Although many books and articles have been written to increase meeting productivity, an interesting and effective practical way is to apply Lean concepts in meeting management.

What is a Lean Meeting?

At Toyota, as the bedrock of Lean, engineers and designers working on a project may hold several short meetings during the day, sometimes as many as five meetings a day at different times. These types of meetings have three interesting features:

1. These meetings are not necessarily planned in advance.

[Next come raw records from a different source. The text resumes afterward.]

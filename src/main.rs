// Demo principal: arma un flujo con condición + agregación, lo publica y
// recorre una sesión completa con el backend en memoria. Con el feature
// `pg_demo`, corre la misma caminata contra Postgres (DATABASE_URL).

use chat_core::model::{ConnectionSpec, FlowSpec, NodeSpec, UserInput};
use chat_core::runtime::{ChatRuntime, TickOutcome};
use chat_core::store::{FlowAuthoring, InMemoryStore};
use chat_core::InMemoryLocks;
use chat_domain::types::{ConnectionType, InputKind, NodeType};
use serde_json::json;
use uuid::Uuid;

fn build_quiz_flow<S: FlowAuthoring>(store: &S) -> Uuid {
    let flow = store.create_flow(FlowSpec { name: "quiz".into(),
                                            description: Some("demo: quiz con agregación".into()),
                                            version: "1.0.0".into(),
                                            entry_node_id: "start".into(),
                                            flow_data: json!({}),
                                            info: json!({
                                                "initial_state": {
                                                    "temp": {"quiz": [{"score": 5}, {"score": 8}, {"score": 7}]}
                                                }
                                            }),
                                            contract: None,
                                            trace_enabled: true,
                                            trace_sample_rate: 100,
                                            retention_days: None,
                                            created_by: None })
                    .expect("create flow");

    let nodes = [("start", NodeType::Start, json!({})),
                 ("score",
                  NodeType::Action,
                  json!({"actions": [{
                      "type": "aggregate",
                      "source": "temp.quiz",
                      "field": "score",
                      "operation": "sum",
                      "target": "results.total",
                  }]})),
                 ("branch",
                  NodeType::Condition,
                  json!({"conditions": [
                      {"if": {"var": "results.total", "op": ">=", "value": 15}},
                      {"if": {"var": "results.total", "op": "<", "value": 15}},
                  ]})),
                 ("high",
                  NodeType::Message,
                  json!({"messages": [{"type": "text", "content": "¡{{results.total}} puntos! Excelente."}]})),
                 ("low",
                  NodeType::Message,
                  json!({"messages": [{"type": "text", "content": "{{results.total}} puntos, a seguir leyendo."}]})),
                 ("ask",
                  NodeType::Question,
                  json!({"question": "¿Querés otra ronda? (si/no)", "input_type": "text", "variable": "temp.again"}))];
    for (node_id, node_type, content) in nodes {
        store.add_node(flow.id,
                       NodeSpec { node_id: node_id.into(),
                                  node_type,
                                  template: None,
                                  content,
                                  position: None,
                                  info: json!({}) })
             .expect("add node");
    }
    let edges = [("start", "score", ConnectionType::Default),
                 ("score", "branch", ConnectionType::Default),
                 ("branch", "high", ConnectionType::Option0),
                 ("branch", "low", ConnectionType::Option1),
                 ("high", "ask", ConnectionType::Default),
                 ("low", "ask", ConnectionType::Default)];
    for (source, target, ctype) in edges {
        store.add_connection(flow.id,
                             ConnectionSpec { source_node_id: source.into(),
                                              target_node_id: target.into(),
                                              connection_type: ctype,
                                              conditions: json!({}),
                                              info: json!({}) })
             .expect("add connection");
    }
    store.publish_flow(flow.id, None, None).expect("publish");
    flow.id
}

fn main() {
    println!("🚀 ChatFlow demo");

    let store = InMemoryStore::new();
    let flow_id = build_quiz_flow(&store);
    let runtime = ChatRuntime::new(store, InMemoryLocks::new());

    let outcome = runtime.start_session(flow_id, None, Some(json!({"school_id": 42}))).expect("start");
    for message in outcome.messages() {
        if let Some(text) = message.content.as_str() {
            println!("bot> {text}");
        }
    }
    let TickOutcome::AwaitingInput { session, .. } = &outcome else {
        println!("(el flujo terminó sin pedir input)");
        return;
    };
    println!("   estado: results.total = {}", session.state["results"]["total"]);

    let finished = runtime.interact(&session.session_token,
                                    UserInput { value: "no".into(), input_type: InputKind::Text })
                          .expect("interact");
    match finished {
        TickOutcome::Completed { session, .. } => {
            println!("✅ sesión completa (revision {})", session.revision);
            let steps = chat_core::store::ChatStore::session_steps(runtime.store(), session.id).expect("steps");
            println!("   pasos trazados: {}", steps.len());
        }
        other => println!("⚠️ resultado inesperado: {:?}", other.session().status),
    }

    #[cfg(feature = "pg_demo")]
    pg_demo::run();
}

#[cfg(feature = "pg_demo")]
mod pg_demo {
    //! La misma caminata contra Postgres: pool + advisory locks + outbox.

    use super::*;
    use chat_persistence::{build_dev_pool_from_env, OutboxDispatcher, PgChatStore, PgSessionLocks};

    pub fn run() {
        println!("-- pg_demo --");
        let pool = match build_dev_pool_from_env() {
            Ok(pool) => pool,
            Err(err) => {
                println!("sin Postgres disponible: {err}");
                return;
            }
        };
        let store = PgChatStore::new(pool.clone());
        let flow_id = build_quiz_flow(&store);
        let runtime = ChatRuntime::new(store, PgSessionLocks::new(pool.clone()));

        let outcome = runtime.start_session(flow_id, None, None).expect("start");
        if let TickOutcome::AwaitingInput { session, .. } = &outcome {
            runtime.interact(&session.session_token,
                             UserInput { value: "no".into(), input_type: InputKind::Text })
                   .expect("interact");
        }
        let dispatcher = OutboxDispatcher::new(pool);
        let (delivered, failed) = dispatcher.dispatch_pending().expect("dispatch");
        println!("outbox: {delivered} entregados, {failed} fallidos");
    }
}
//! Retención de trazas: borrado batched por `retention_days` del flujo y
//! limpieza de auditoría, más estadísticas de almacenamiento.
//!
//! El borrado va en batches de 1000 con pausa de 100 ms entre batches hasta
//! que un batch borre menos que el tamaño de batch. Seguro de invocar en
//! paralelo con la actividad del runtime (cada batch es su propia
//! transacción corta).

use std::time::Duration;

use diesel::prelude::*;
use diesel::sql_types::{BigInt, Integer, Uuid as SqlUuid};
use log::info;
use serde_json::{json, Value};
use uuid::Uuid;

use crate::error::PersistenceError;
use chat_core::constants::{AUDIT_RETENTION_DAYS, CLEANUP_BATCH_SIZE, CLEANUP_PAUSE_MS, DEFAULT_RETENTION_DAYS};

use super::PgPool;

/// Worker de limpieza de retención.
pub struct TraceCleanup {
    pool: PgPool,
}

impl TraceCleanup {
    pub fn new(pool: PgPool) -> Self {
        Self { pool }
    }

    /// Borra pasos de traza más viejos que `retention_days` de su flujo
    /// (default 30). Devuelve el total borrado.
    pub fn cleanup_old_traces(&self) -> Result<u64, PersistenceError> {
        let mut deleted_total = 0u64;
        loop {
            let mut conn = self.pool
                               .get()
                               .map_err(|e| PersistenceError::TransientIo(format!("pool error: {e}")))?;
            let deleted = diesel::sql_query(
                "DELETE FROM flow_execution_steps \
                 WHERE id IN ( \
                     SELECT fes.id FROM flow_execution_steps fes \
                     JOIN conversation_sessions cs ON cs.id = fes.session_id \
                     JOIN flow_definitions fd ON fd.id = cs.flow_id \
                     WHERE fes.started_at < now() - INTERVAL '1 day' * COALESCE(fd.retention_days, $1) \
                     LIMIT $2 \
                 )")
                .bind::<Integer, _>(DEFAULT_RETENTION_DAYS)
                .bind::<BigInt, _>(CLEANUP_BATCH_SIZE)
                .execute(&mut conn)? as u64;

            deleted_total += deleted;
            info!("trace cleanup batch deleted={deleted} total={deleted_total}");
            if deleted < CLEANUP_BATCH_SIZE as u64 {
                break;
            }
            // Pausa corta entre batches para no monopolizar la base
            std::thread::sleep(Duration::from_millis(CLEANUP_PAUSE_MS));
        }
        info!("trace cleanup completed total={deleted_total}");
        Ok(deleted_total)
    }

    /// Limpia auditoría de accesos más vieja que `retention_days` (default
    /// 90; se retiene más que la traza por cumplimiento).
    pub fn cleanup_audit_logs(&self, retention_days: Option<i32>) -> Result<u64, PersistenceError> {
        let days = retention_days.unwrap_or(AUDIT_RETENTION_DAYS);
        let mut deleted_total = 0u64;
        loop {
            let mut conn = self.pool
                               .get()
                               .map_err(|e| PersistenceError::TransientIo(format!("pool error: {e}")))?;
            let deleted = diesel::sql_query(
                "DELETE FROM trace_access_audit \
                 WHERE id IN ( \
                     SELECT id FROM trace_access_audit \
                     WHERE accessed_at < now() - INTERVAL '1 day' * $1 \
                     LIMIT $2 \
                 )")
                .bind::<Integer, _>(days)
                .bind::<BigInt, _>(CLEANUP_BATCH_SIZE)
                .execute(&mut conn)? as u64;

            deleted_total += deleted;
            if deleted < CLEANUP_BATCH_SIZE as u64 {
                break;
            }
            std::thread::sleep(Duration::from_millis(CLEANUP_PAUSE_MS));
        }
        info!("audit log cleanup completed total={deleted_total}");
        Ok(deleted_total)
    }

    /// Estadísticas globales de almacenamiento de trazas (monitoreo).
    pub fn storage_stats(&self) -> Result<Value, PersistenceError> {
        #[derive(QueryableByName)]
        struct StatsRow {
            #[diesel(sql_type = BigInt)]
            total_traces: i64,
            #[diesel(sql_type = diesel::sql_types::Text)]
            table_size: String,
            #[diesel(sql_type = diesel::sql_types::Nullable<diesel::sql_types::Timestamptz>)]
            oldest_trace: Option<chrono::DateTime<chrono::Utc>>,
            #[diesel(sql_type = diesel::sql_types::Nullable<diesel::sql_types::Timestamptz>)]
            newest_trace: Option<chrono::DateTime<chrono::Utc>>,
        }
        let mut conn = self.pool
                           .get()
                           .map_err(|e| PersistenceError::TransientIo(format!("pool error: {e}")))?;
        let row: StatsRow = diesel::sql_query(
            "SELECT COUNT(*) AS total_traces, \
                    pg_size_pretty(pg_total_relation_size('flow_execution_steps')) AS table_size, \
                    MIN(started_at) AS oldest_trace, \
                    MAX(started_at) AS newest_trace \
             FROM flow_execution_steps")
            .get_result(&mut conn)?;
        Ok(json!({
            "total_traces": row.total_traces,
            "table_size": row.table_size,
            "oldest_trace": row.oldest_trace.map(|t| t.to_rfc3339()),
            "newest_trace": row.newest_trace.map(|t| t.to_rfc3339()),
        }))
    }

    /// Estadísticas de traza para un flujo concreto.
    pub fn flow_trace_stats(&self, flow_id: Uuid) -> Result<Value, PersistenceError> {
        #[derive(QueryableByName)]
        struct FlowStatsRow {
            #[diesel(sql_type = BigInt)]
            traced_sessions: i64,
            #[diesel(sql_type = BigInt)]
            total_steps: i64,
            #[diesel(sql_type = diesel::sql_types::Nullable<diesel::sql_types::Double>)]
            avg_step_duration_ms: Option<f64>,
            #[diesel(sql_type = BigInt)]
            error_steps: i64,
        }
        let mut conn = self.pool
                           .get()
                           .map_err(|e| PersistenceError::TransientIo(format!("pool error: {e}")))?;
        let row: FlowStatsRow = diesel::sql_query(
            "SELECT COUNT(DISTINCT fes.session_id) AS traced_sessions, \
                    COUNT(*) AS total_steps, \
                    AVG(fes.duration_ms)::float8 AS avg_step_duration_ms, \
                    COUNT(*) FILTER (WHERE fes.error_message IS NOT NULL) AS error_steps \
             FROM flow_execution_steps fes \
             JOIN conversation_sessions cs ON cs.id = fes.session_id \
             WHERE cs.flow_id = $1")
            .bind::<SqlUuid, _>(flow_id)
            .get_result(&mut conn)?;
        Ok(json!({
            "traced_sessions": row.traced_sessions,
            "total_steps": row.total_steps,
            "avg_step_duration_ms": row.avg_step_duration_ms,
            "error_steps": row.error_steps,
        }))
    }
}
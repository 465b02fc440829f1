//! Wrapper para correr migraciones embebidas.
//! Embebe el directorio `migrations/` de este crate (tablas, índices y el
//! trigger `notify_flow_event`).

use crate::error::PersistenceError;
use diesel::connection::SimpleConnection;
use diesel::pg::PgConnection;
use diesel_migrations::{embed_migrations, EmbeddedMigrations, MigrationHarness};

pub const MIGRATIONS: EmbeddedMigrations = embed_migrations!();

pub fn run_pending_migrations(conn: &mut PgConnection) -> Result<(), PersistenceError> {
    conn.batch_execute("CREATE EXTENSION IF NOT EXISTS pgcrypto;").ok();
    conn.run_pending_migrations(MIGRATIONS)
        .map(|_| ())
        .map_err(|e| PersistenceError::Unknown(format!("migration error: {e}")))
}
//! Dispatcher del outbox: riel durable de eventos de dominio.
//!
//! Recorre filas pendientes (más viejas primero) con `FOR UPDATE SKIP
//! LOCKED` para permitir múltiples workers sin doble entrega, entrega vía
//! `pg_notify(destination, payload)`, marca `delivered_at` en éxito y
//! acumula `attempts`/`last_error` en fallo. Entrega at-least-once: los
//! consumidores deduplican por id de evento.

use std::time::Duration;

use diesel::prelude::*;
use diesel::sql_types::{BigInt, Text};
use log::{debug, info, warn};

use crate::error::PersistenceError;

use super::PgPool;

/// Máximo de intentos antes de dejar la fila para inspección manual.
const MAX_ATTEMPTS: i32 = 10;
/// Filas por pasada del dispatcher.
const DISPATCH_BATCH: i64 = 100;
/// Backoff base entre pasadas con fallos (exponencial, con tope).
const BACKOFF_BASE_MS: u64 = 200;
const BACKOFF_CAP_MS: u64 = 30_000;

#[derive(QueryableByName, Debug)]
struct PendingRow {
    #[diesel(sql_type = BigInt)]
    id: i64,
    #[diesel(sql_type = Text)]
    payload: String,
    #[diesel(sql_type = Text)]
    destination: String,
    #[diesel(sql_type = diesel::sql_types::Integer)]
    attempts: i32,
}

/// Worker de despacho del outbox (uno alcanza; varios cooperan vía
/// SKIP LOCKED).
pub struct OutboxDispatcher {
    pool: PgPool,
    poll_interval: Duration,
}

impl OutboxDispatcher {
    pub fn new(pool: PgPool) -> Self {
        Self { pool, poll_interval: Duration::from_millis(500) }
    }

    pub fn with_poll_interval(mut self, poll_interval: Duration) -> Self {
        self.poll_interval = poll_interval;
        self
    }

    /// Construye el dispatcher con la cadencia configurada por entorno.
    pub fn from_env(pool: PgPool) -> Self {
        let cfg = crate::config::WorkerConfig::from_env();
        Self { pool, poll_interval: cfg.outbox_poll_interval }
    }

    /// Una pasada: entrega hasta `DISPATCH_BATCH` filas pendientes en orden
    /// de id. Devuelve (entregadas, fallidas).
    pub fn dispatch_pending(&self) -> Result<(usize, usize), PersistenceError> {
        let mut conn = self.pool
                           .get()
                           .map_err(|e| PersistenceError::TransientIo(format!("pool error: {e}")))?;

        conn.transaction::<(usize, usize), PersistenceError, _>(|tx| {
                let pending: Vec<PendingRow> = diesel::sql_query(
                    "SELECT id, payload::text AS payload, destination, attempts \
                     FROM event_outbox \
                     WHERE delivered_at IS NULL AND attempts < $1 \
                     ORDER BY id ASC \
                     LIMIT $2 \
                     FOR UPDATE SKIP LOCKED")
                    .bind::<diesel::sql_types::Integer, _>(MAX_ATTEMPTS)
                    .bind::<BigInt, _>(DISPATCH_BATCH)
                    .load(tx)?;

                let mut delivered = 0usize;
                let mut failed = 0usize;
                for row in pending {
                    let result = diesel::sql_query("SELECT pg_notify($1, $2)")
                        .bind::<Text, _>(&row.destination)
                        .bind::<Text, _>(&row.payload)
                        .execute(tx);
                    match result {
                        Ok(_) => {
                            diesel::sql_query(
                                "UPDATE event_outbox SET delivered_at = now(), attempts = attempts + 1 \
                                 WHERE id = $1")
                                .bind::<BigInt, _>(row.id)
                                .execute(tx)?;
                            delivered += 1;
                            debug!("outbox delivered id={} destination={}", row.id, row.destination);
                        }
                        Err(err) => {
                            diesel::sql_query(
                                "UPDATE event_outbox SET attempts = attempts + 1, last_error = $2 \
                                 WHERE id = $1")
                                .bind::<BigInt, _>(row.id)
                                .bind::<Text, _>(err.to_string())
                                .execute(tx)?;
                            failed += 1;
                            warn!("outbox delivery failed id={} attempt={}: {err}", row.id, row.attempts + 1);
                        }
                    }
                }
                Ok((delivered, failed))
            })
    }

    /// Loop del worker: poll + entrega, con backoff exponencial tras pasadas
    /// con fallos. `stop` corta el loop en el siguiente ciclo.
    pub fn run(&self, stop: &std::sync::atomic::AtomicBool) {
        let mut consecutive_failures: u32 = 0;
        while !stop.load(std::sync::atomic::Ordering::Relaxed) {
            match self.dispatch_pending() {
                Ok((_, 0)) => consecutive_failures = 0,
                Ok((_, failed)) => {
                    consecutive_failures = consecutive_failures.saturating_add(1);
                    info!("outbox pass had {failed} failures (streak {consecutive_failures})");
                }
                Err(err) => {
                    consecutive_failures = consecutive_failures.saturating_add(1);
                    warn!("outbox dispatch error: {err}");
                }
            }
            let backoff = if consecutive_failures == 0 {
                self.poll_interval
            } else {
                let exp = BACKOFF_BASE_MS.saturating_mul(1u64 << consecutive_failures.min(8));
                Duration::from_millis(exp.min(BACKOFF_CAP_MS))
            };
            std::thread::sleep(backoff);
        }
    }

    /// Retención de filas entregadas (recomendado: truncar tras 7 días).
    pub fn purge_delivered(&self, older_than_days: i32) -> Result<u64, PersistenceError> {
        let mut conn = self.pool
                           .get()
                           .map_err(|e| PersistenceError::TransientIo(format!("pool error: {e}")))?;
        let purged = diesel::sql_query(
            "DELETE FROM event_outbox \
             WHERE delivered_at IS NOT NULL AND delivered_at < now() - INTERVAL '1 day' * $1")
            .bind::<diesel::sql_types::Integer, _>(older_than_days)
            .execute(&mut conn)? as u64;
        info!("outbox purge removed {purged} delivered rows");
        Ok(purged)
    }
}
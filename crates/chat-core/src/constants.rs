//! Constantes del motor. Valores observables del contrato (timeouts, tamaños
//! de batch, límites de truncado) viven aquí para que procesadores, tracer y
//! runtime compartan una sola fuente.

/// Versión del motor, registrada en metadatos de eventos.
pub const ENGINE_VERSION: &str = "1.0.0";

/// Límite duro de nodos procesados por tick (protege de ciclos de autor).
pub const MAX_STEPS_PER_TICK: usize = 50;

/// Timeout por defecto esperando el advisory lock de una sesión.
pub const DEFAULT_LOCK_TIMEOUT_SECS: u64 = 5;

/// Intervalo de poll al esperar un lock ocupado.
pub const LOCK_POLL_INTERVAL_MS: u64 = 100;

/// Tamaño del buffer de ingesta de traza antes de flush.
pub const TRACE_BUFFER_SIZE: usize = 10;

/// Retención por defecto de pasos de traza (días).
pub const DEFAULT_RETENTION_DAYS: i32 = 30;

/// Retención de auditoría de accesos (días); más larga por cumplimiento.
pub const AUDIT_RETENTION_DAYS: i32 = 90;

/// Tamaño de batch del cleanup de retención.
pub const CLEANUP_BATCH_SIZE: i64 = 1000;

/// Pausa entre batches del cleanup (ms).
pub const CLEANUP_PAUSE_MS: u64 = 100;

/// Timeout por defecto de un nodo script (ms).
pub const DEFAULT_SCRIPT_TIMEOUT_MS: u64 = 5000;

/// Timeout por defecto de un nodo webhook (ms).
pub const DEFAULT_WEBHOOK_TIMEOUT_MS: u64 = 10_000;

/// Cuerpos de respuesta por encima de este tamaño se resumen en la traza.
pub const RESPONSE_BODY_LIMIT_BYTES: usize = 1024;

/// Caracteres de preview al resumir cuerpos o código en la traza.
pub const TRACE_PREVIEW_CHARS: usize = 500;

/// Máximo de líneas de consola conservadas por paso de script.
pub const CONSOLE_LOG_LIMIT: usize = 100;

/// Canal por defecto de entrega de eventos de dominio.
pub const DEFAULT_EVENT_CHANNEL: &str = "flow_events";
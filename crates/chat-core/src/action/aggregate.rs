//! Operación `aggregate`: agregaciones sobre listas en la bolsa de estado.
//!
//! `source` es una ruta punteada a una lista; `field` (opcional, también
//! punteada) proyecta cada elemento antes de operar. Operaciones numéricas:
//! sum/avg/min/max; count es cardinalidad; collect concatena (aplanando un
//! nivel cuando el proyectado es lista); merge combina dicts con estrategia
//! sum/max/last.

use serde_json::{Map, Number, Value};

use chat_domain::state::get_path;

/// Spec ya parseada de una acción aggregate.
#[derive(Debug, Clone)]
pub struct AggregateSpec {
    pub source: String,
    pub field: Option<String>,
    pub operation: String,
    pub target: String,
    pub merge_strategy: String,
}

impl AggregateSpec {
    pub fn parse(action: &Value) -> Result<AggregateSpec, String> {
        let source = action.get("source")
                           .and_then(Value::as_str)
                           .ok_or("aggregate action missing 'source'")?;
        let target = action.get("target")
                           .and_then(Value::as_str)
                           .ok_or("aggregate action missing 'target'")?;
        let operation = action.get("operation")
                              .and_then(Value::as_str)
                              .ok_or("aggregate action missing 'operation'")?;
        Ok(AggregateSpec { source: source.to_string(),
                           field: action.get("field").and_then(Value::as_str).map(str::to_string),
                           operation: operation.to_string(),
                           target: target.to_string(),
                           merge_strategy: action.get("merge_strategy")
                                                 .and_then(Value::as_str)
                                                 .unwrap_or("last")
                                                 .to_string() })
    }
}

/// Número JSON desde f64, preservando enteros cuando es exacto.
fn number_value(n: f64) -> Value {
    if n.fract() == 0.0 && n.abs() < i64::MAX as f64 {
        Value::Number(Number::from(n as i64))
    } else {
        Number::from_f64(n).map(Value::Number).unwrap_or(Value::Null)
    }
}

fn project<'a>(item: &'a Value, field: &Option<String>) -> Option<&'a Value> {
    match field {
        Some(path) => get_path(item, path),
        None => Some(item),
    }
}

fn numeric_values(items: &[Value], field: &Option<String>) -> Vec<f64> {
    items.iter()
         .filter_map(|item| project(item, field))
         .filter_map(Value::as_f64)
         .collect()
}

/// Ejecuta la agregación y devuelve el valor a escribir en `target`.
pub fn aggregate(state: &Value, spec: &AggregateSpec) -> Result<Value, String> {
    let source = get_path(state, &spec.source)
        .ok_or_else(|| format!("aggregate source '{}' not found in state", spec.source))?;
    let items = source.as_array()
                      .ok_or_else(|| format!("aggregate source '{}' is not a list", spec.source))?;

    match spec.operation.as_str() {
        "sum" => Ok(number_value(numeric_values(items, &spec.field).iter().sum())),
        "count" => Ok(Value::Number(Number::from(items.len() as i64))),
        "avg" => {
            let values = numeric_values(items, &spec.field);
            if values.is_empty() {
                return Err(format!("aggregate avg over empty list '{}'", spec.source));
            }
            Ok(number_value(values.iter().sum::<f64>() / values.len() as f64))
        }
        "min" | "max" => {
            let values = numeric_values(items, &spec.field);
            if values.is_empty() {
                return Err(format!("aggregate {} over empty list '{}'", spec.operation, spec.source));
            }
            let folded = if spec.operation == "min" {
                values.iter().cloned().fold(f64::INFINITY, f64::min)
            } else {
                values.iter().cloned().fold(f64::NEG_INFINITY, f64::max)
            };
            Ok(number_value(folded))
        }
        "collect" => {
            let mut collected = Vec::new();
            for item in items {
                match project(item, &spec.field) {
                    // Proyectados lista: se aplana un nivel
                    Some(Value::Array(inner)) => collected.extend(inner.iter().cloned()),
                    Some(value) => collected.push(value.clone()),
                    None => {}
                }
            }
            Ok(Value::Array(collected))
        }
        "merge" => merge_dicts(items, &spec.field, &spec.merge_strategy),
        other => Err(format!("unknown aggregate operation '{other}'")),
    }
}

fn merge_dicts(items: &[Value], field: &Option<String>, strategy: &str) -> Result<Value, String> {
    let mut merged: Map<String, Value> = Map::new();
    for item in items {
        let Some(dict) = project(item, field).and_then(Value::as_object) else {
            continue;
        };
        for (key, value) in dict {
            match strategy {
                "sum" => {
                    // Claves ausentes cuentan como cero
                    let current = merged.get(key).and_then(Value::as_f64).unwrap_or(0.0);
                    let incoming = value.as_f64().unwrap_or(0.0);
                    merged.insert(key.clone(), number_value(current + incoming));
                }
                "max" => match (merged.get(key).and_then(Value::as_f64), value.as_f64()) {
                    (Some(current), Some(incoming)) => {
                        if incoming > current {
                            merged.insert(key.clone(), number_value(incoming));
                        }
                    }
                    (None, Some(incoming)) => {
                        merged.insert(key.clone(), number_value(incoming));
                    }
                    _ => {}
                },
                "last" => {
                    merged.insert(key.clone(), value.clone());
                }
                other => return Err(format!("unknown merge_strategy '{other}'")),
            }
        }
    }
    Ok(Value::Object(merged))
}

#[cfg(test)]
mod tests {
    use super::*;
    use serde_json::json;

    fn spec(source: &str, field: Option<&str>, operation: &str, strategy: Option<&str>) -> AggregateSpec {
        AggregateSpec { source: source.into(),
                        field: field.map(str::to_string),
                        operation: operation.into(),
                        target: "out".into(),
                        merge_strategy: strategy.unwrap_or("last").into() }
    }

    #[test]
    fn sum_projects_field_from_objects() {
        let state = json!({"temp": {"quiz": [{"score": 5}, {"score": 8}, {"score": 7}]}});
        let out = aggregate(&state, &spec("temp.quiz", Some("score"), "sum", None)).unwrap();
        assert_eq!(out, json!(20));
    }

    #[test]
    fn merge_max_keeps_per_key_maximum() {
        let state = json!({"temp": {"a": [{"x": 3, "y": 5}, {"x": 4, "y": 3}, {"x": 2, "z": 9}]}});
        let out = aggregate(&state, &spec("temp.a", None, "merge", Some("max"))).unwrap();
        assert_eq!(out, json!({"x": 4, "y": 5, "z": 9}));
    }

    #[test]
    fn min_over_empty_list_is_a_typed_error() {
        let state = json!({"temp": {"xs": []}});
        let err = aggregate(&state, &spec("temp.xs", None, "min", None)).unwrap_err();
        assert!(err.contains("empty list"));
        // sum y count sí tienen valor definido para lista vacía
        assert_eq!(aggregate(&state, &spec("temp.xs", None, "sum", None)).unwrap(), json!(0));
        assert_eq!(aggregate(&state, &spec("temp.xs", None, "count", None)).unwrap(), json!(0));
    }

    #[test]
    fn collect_flattens_one_level() {
        let state = json!({"temp": {"sel": [{"tags": ["a", "b"]}, {"tags": ["c"]}]}});
        let out = aggregate(&state, &spec("temp.sel", Some("tags"), "collect", None)).unwrap();
        assert_eq!(out, json!(["a", "b", "c"]));
    }

    #[test]
    fn missing_source_is_an_error() {
        let state = json!({});
        assert!(aggregate(&state, &spec("temp.nope", None, "sum", None)).is_err());
    }
}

The meeting will be held as soon as it is needed. No special software or calendar is used to block the time. It means that the meeting time is not a multiple of 15 minutes, instead it could be 6 minutes or 19 minutes. Or sometimes even less than two or three minutes.

2. There is not much discussion.

Meetings are held for a specific purpose: to decide on a specific issue.

3. Meetings are basically a kind of formality.

Usually, project teams in Toyota do not use meetings to get approval from the meeting, rather, outside the meeting, all members get the necessary information about the topic of the meeting and their informal approvals are taken.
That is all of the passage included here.